Students who go to are asked to fill out a 40-question survey regarding their drinking habits, Chiauzzi says. Afterward, they are given an assessment of their drinking habits and referred to articles and other information related to their particular problems.

"For example, kids who believe good things happen when they drink -- it makes me more sociable or sexually interesting or funnier -- are more likely to get involved in higher-risk drinking," Chiauzzi says.

The site also will note whether a student has a tendency toward blackout drinking, violence, risky sex or other dangerous behaviors associated with binge drinking. It will urge such students to contact a counselor at their school and get more formal help.

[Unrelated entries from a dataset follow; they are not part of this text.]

//! Closed vocabulary of coded values used in audit records
//!
//! Entries are data, not types: adding a transaction or object-id code is a
//! new row in [`TABLE`]. Lookups are by group and key; keys are the code
//! itself for transactions and numeric RFC 3881 codes, and a short snake-case
//! name for DICOM event and role codes.

use serde::{Deserialize, Serialize};
use std::fmt;

use super::coded::CodedValue;

/// Vocabulary groups
#[derive(Debug, Clone, Copy, PartialEq, Eq, Hash, Serialize, Deserialize)]
pub enum VocabularyGroup {
    /// DICOM audit event IDs (EventID)
    EventId,
    /// IHE transaction codes (EventTypeCode)
    EventType,
    /// Active participant role IDs
    RoleId,
    /// Participant object ID type codes
    ParticipantObjectIdType,
    /// Audit source type codes
    AuditSourceType,
    /// Security alert / user authentication event type codes
    SecurityEventType,
}

impl fmt::Display for VocabularyGroup {
    fn fmt(&self, f: &mut fmt::Formatter<'_>) -> fmt::Result {
        match self {
            Self::EventId => write!(f, "event_id"),
            Self::EventType => write!(f, "event_type"),
            Self::RoleId => write!(f, "role_id"),
            Self::ParticipantObjectIdType => write!(f, "participant_object_id_type"),
            Self::AuditSourceType => write!(f, "audit_source_type"),
            Self::SecurityEventType => write!(f, "security_event_type"),
        }
    }
}

/// One row of the vocabulary table
#[derive(Debug, Clone, Copy)]
pub struct VocabularyEntry {
    pub group: VocabularyGroup,
    pub key: &'static str,
    pub code: &'static str,
    pub code_system_name: &'static str,
    pub display_name: &'static str,
}

impl VocabularyEntry {
    pub fn to_coded_value(&self) -> CodedValue {
        CodedValue::new(self.code, self.code_system_name, self.display_name)
    }
}

const fn entry(
    group: VocabularyGroup,
    key: &'static str,
    code: &'static str,
    code_system_name: &'static str,
    display_name: &'static str,
) -> VocabularyEntry {
    VocabularyEntry {
        group,
        key,
        code,
        code_system_name,
        display_name,
    }
}

use VocabularyGroup::*;

const DCM: &str = "DCM";
const IHE: &str = "IHE Transactions";
const RFC3881: &str = "RFC-3881";

/// The vocabulary table
pub static TABLE: &[VocabularyEntry] = &[
    // DICOM event IDs
    entry(EventId, "application_activity", "110100", DCM, "Application Activity"),
    entry(EventId, "audit_log_used", "110101", DCM, "Audit Log Used"),
    entry(EventId, "begin_transferring", "110102", DCM, "Begin Transferring DICOM Instances"),
    entry(EventId, "instances_accessed", "110103", DCM, "DICOM Instances Accessed"),
    entry(EventId, "instances_transferred", "110104", DCM, "DICOM Instances Transferred"),
    entry(EventId, "study_deleted", "110105", DCM, "DICOM Study Deleted"),
    entry(EventId, "export", "110106", DCM, "Export"),
    entry(EventId, "import", "110107", DCM, "Import"),
    entry(EventId, "network_entry", "110108", DCM, "Network Entry"),
    entry(EventId, "order_record", "110109", DCM, "Order Record"),
    entry(EventId, "patient_record", "110110", DCM, "Patient Record"),
    entry(EventId, "procedure_record", "110111", DCM, "Procedure Record"),
    entry(EventId, "query", "110112", DCM, "Query"),
    entry(EventId, "security_alert", "110113", DCM, "Security Alert"),
    entry(EventId, "user_authentication", "110114", DCM, "User Authentication"),
    // Application activity / authentication event types
    entry(SecurityEventType, "application_start", "110120", DCM, "Application Start"),
    entry(SecurityEventType, "application_stop", "110121", DCM, "Application Stop"),
    entry(SecurityEventType, "login", "110122", DCM, "Login"),
    entry(SecurityEventType, "logout", "110123", DCM, "Logout"),
    entry(SecurityEventType, "attach", "110124", DCM, "Attach"),
    entry(SecurityEventType, "detach", "110125", DCM, "Detach"),
    entry(SecurityEventType, "node_authentication", "110126", DCM, "Node Authentication"),
    entry(SecurityEventType, "emergency_override_started", "110127", DCM, "Emergency Override Started"),
    entry(SecurityEventType, "network_configuration", "110128", DCM, "Network Configuration"),
    entry(SecurityEventType, "security_configuration", "110129", DCM, "Security Configuration"),
    entry(SecurityEventType, "hardware_configuration", "110130", DCM, "Hardware Configuration"),
    entry(SecurityEventType, "software_configuration", "110131", DCM, "Software Configuration"),
    entry(SecurityEventType, "use_of_restricted_function", "110132", DCM, "Use of Restricted Function"),
    entry(SecurityEventType, "audit_recording_stopped", "110133", DCM, "Audit Recording Stopped"),
    entry(SecurityEventType, "audit_recording_started", "110134", DCM, "Audit Recording Started"),
    entry(SecurityEventType, "object_security_attributes_changed", "110135", DCM, "Object Security Attributes Changed"),
    entry(SecurityEventType, "security_roles_changed", "110136", DCM, "Security Roles Changed"),
    entry(SecurityEventType, "user_security_attributes_changed", "110137", DCM, "User Security Attributes Changed"),
    entry(SecurityEventType, "emergency_override_stopped", "110138", DCM, "Emergency Override Stopped"),
    entry(SecurityEventType, "remote_service_operation_started", "110139", DCM, "Remote Service Operation Started"),
    entry(SecurityEventType, "remote_service_operation_stopped", "110140", DCM, "Remote Service Operation Stopped"),
    entry(SecurityEventType, "local_service_operation_started", "110141", DCM, "Local Service Operation Started"),
    entry(SecurityEventType, "local_service_operation_stopped", "110142", DCM, "Local Service Operation Stopped"),
    // IHE transactions
    entry(EventType, "ITI-8", "ITI-8", IHE, "Patient Identity Feed"),
    entry(EventType, "ITI-9", "ITI-9", IHE, "PIX Query"),
    entry(EventType, "ITI-10", "ITI-10", IHE, "PIX Update Notification"),
    entry(EventType, "ITI-14", "ITI-14", IHE, "Register Document Set"),
    entry(EventType, "ITI-15", "ITI-15", IHE, "Provide and Register Document Set"),
    entry(EventType, "ITI-16", "ITI-16", IHE, "Query Registry"),
    entry(EventType, "ITI-17", "ITI-17", IHE, "Retrieve Document"),
    entry(EventType, "ITI-18", "ITI-18", IHE, "Registry Stored Query"),
    entry(EventType, "ITI-21", "ITI-21", IHE, "Patient Demographics Query"),
    entry(EventType, "ITI-22", "ITI-22", IHE, "Patient Demographics and Visit Query"),
    entry(EventType, "ITI-41", "ITI-41", IHE, "Provide and Register Document Set-b"),
    entry(EventType, "ITI-42", "ITI-42", IHE, "Register Document Set-b"),
    entry(EventType, "ITI-43", "ITI-43", IHE, "Retrieve Document Set"),
    entry(EventType, "ITI-44", "ITI-44", IHE, "Patient Identity Feed HL7v3"),
    entry(EventType, "ITI-45", "ITI-45", IHE, "PIX Query HL7v3"),
    entry(EventType, "ITI-46", "ITI-46", IHE, "PIX Update Notification HL7v3"),
    entry(EventType, "ITI-47", "ITI-47", IHE, "Patient Demographics Query HL7v3"),
    entry(EventType, "ITI-51", "ITI-51", IHE, "Multi-Patient Stored Query"),
    entry(EventType, "ITI-55", "ITI-55", IHE, "Cross Gateway Patient Discovery"),
    entry(EventType, "ITI-57", "ITI-57", IHE, "Update Document Set"),
    entry(EventType, "ITI-61", "ITI-61", IHE, "Register On-Demand Document Entry"),
    // Role IDs
    entry(RoleId, "application", "110150", DCM, "Application"),
    entry(RoleId, "application_launcher", "110151", DCM, "Application Launcher"),
    entry(RoleId, "destination", "110152", DCM, "Destination"),
    entry(RoleId, "source", "110153", DCM, "Source"),
    entry(RoleId, "destination_media", "110154", DCM, "Destination Media"),
    entry(RoleId, "source_media", "110155", DCM, "Source Media"),
    // Participant object ID types
    entry(ParticipantObjectIdType, "1", "1", RFC3881, "Medical Record Number"),
    entry(ParticipantObjectIdType, "2", "2", RFC3881, "Patient Number"),
    entry(ParticipantObjectIdType, "3", "3", RFC3881, "Encounter Number"),
    entry(ParticipantObjectIdType, "4", "4", RFC3881, "Enrollee Number"),
    entry(ParticipantObjectIdType, "5", "5", RFC3881, "Social Security Number"),
    entry(ParticipantObjectIdType, "6", "6", RFC3881, "Account Number"),
    entry(ParticipantObjectIdType, "7", "7", RFC3881, "Guarantor Number"),
    entry(ParticipantObjectIdType, "8", "8", RFC3881, "Report Name"),
    entry(ParticipantObjectIdType, "9", "9", RFC3881, "Report Number"),
    entry(ParticipantObjectIdType, "10", "10", RFC3881, "Search Criteria"),
    entry(ParticipantObjectIdType, "11", "11", RFC3881, "User Identifier"),
    entry(ParticipantObjectIdType, "12", "12", RFC3881, "URI"),
    entry(ParticipantObjectIdType, "submission_set", "urn:uuid:a54d6aa5-d40d-43f9-88c5-b4633d873bdd", "IHE XDS Metadata", "submission set classificationNode"),
    entry(ParticipantObjectIdType, "study_instance_uid", "110180", DCM, "Study Instance UID"),
    entry(ParticipantObjectIdType, "sop_class_uid", "110181", DCM, "SOP Class UID"),
    entry(ParticipantObjectIdType, "node_id", "110182", DCM, "Node ID"),
    // Audit source types
    entry(AuditSourceType, "1", "1", RFC3881, "End-user display device, diagnostic display"),
    entry(AuditSourceType, "2", "2", RFC3881, "Data acquisition device or instrument"),
    entry(AuditSourceType, "3", "3", RFC3881, "Web server process"),
    entry(AuditSourceType, "4", "4", RFC3881, "Application server process"),
    entry(AuditSourceType, "5", "5", RFC3881, "Database server process"),
    entry(AuditSourceType, "6", "6", RFC3881, "Security server"),
    entry(AuditSourceType, "7", "7", RFC3881, "ISO level 1-3 network component"),
    entry(AuditSourceType, "8", "8", RFC3881, "ISO level 4-6 operating software"),
    entry(AuditSourceType, "9", "9", RFC3881, "External source, other or unknown type"),
];

/// Look up a coded value by group and key
pub fn lookup(group: VocabularyGroup, key: &str) -> Option<CodedValue> {
    TABLE
        .iter()
        .find(|e| e.group == group && e.key == key)
        .map(VocabularyEntry::to_coded_value)
}

/// All entries of one group, in table order
pub fn entries(group: VocabularyGroup) -> impl Iterator<Item = &'static VocabularyEntry> {
    TABLE.iter().filter(move |e| e.group == group)
}

/// Shorthand for an IHE transaction event type code (`"ITI-18"`)
pub fn transaction(code: &str) -> Option<CodedValue> {
    lookup(EventType, code)
}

The active role that the Web site forces on the student can shake some from their complacency regarding their drinking, providing an "intervention" of sorts, Glassman says.

"Rather than a Web site where you read information, this Web site asks you questions and then will give you a piece of information you should consider," Glassman says. For example, the site might tell a student that they drink more than 80 percent of the people going to their college.

Both Chiauzzi and Glassman say the Web site is only a first step in tackling the problem of student drinking.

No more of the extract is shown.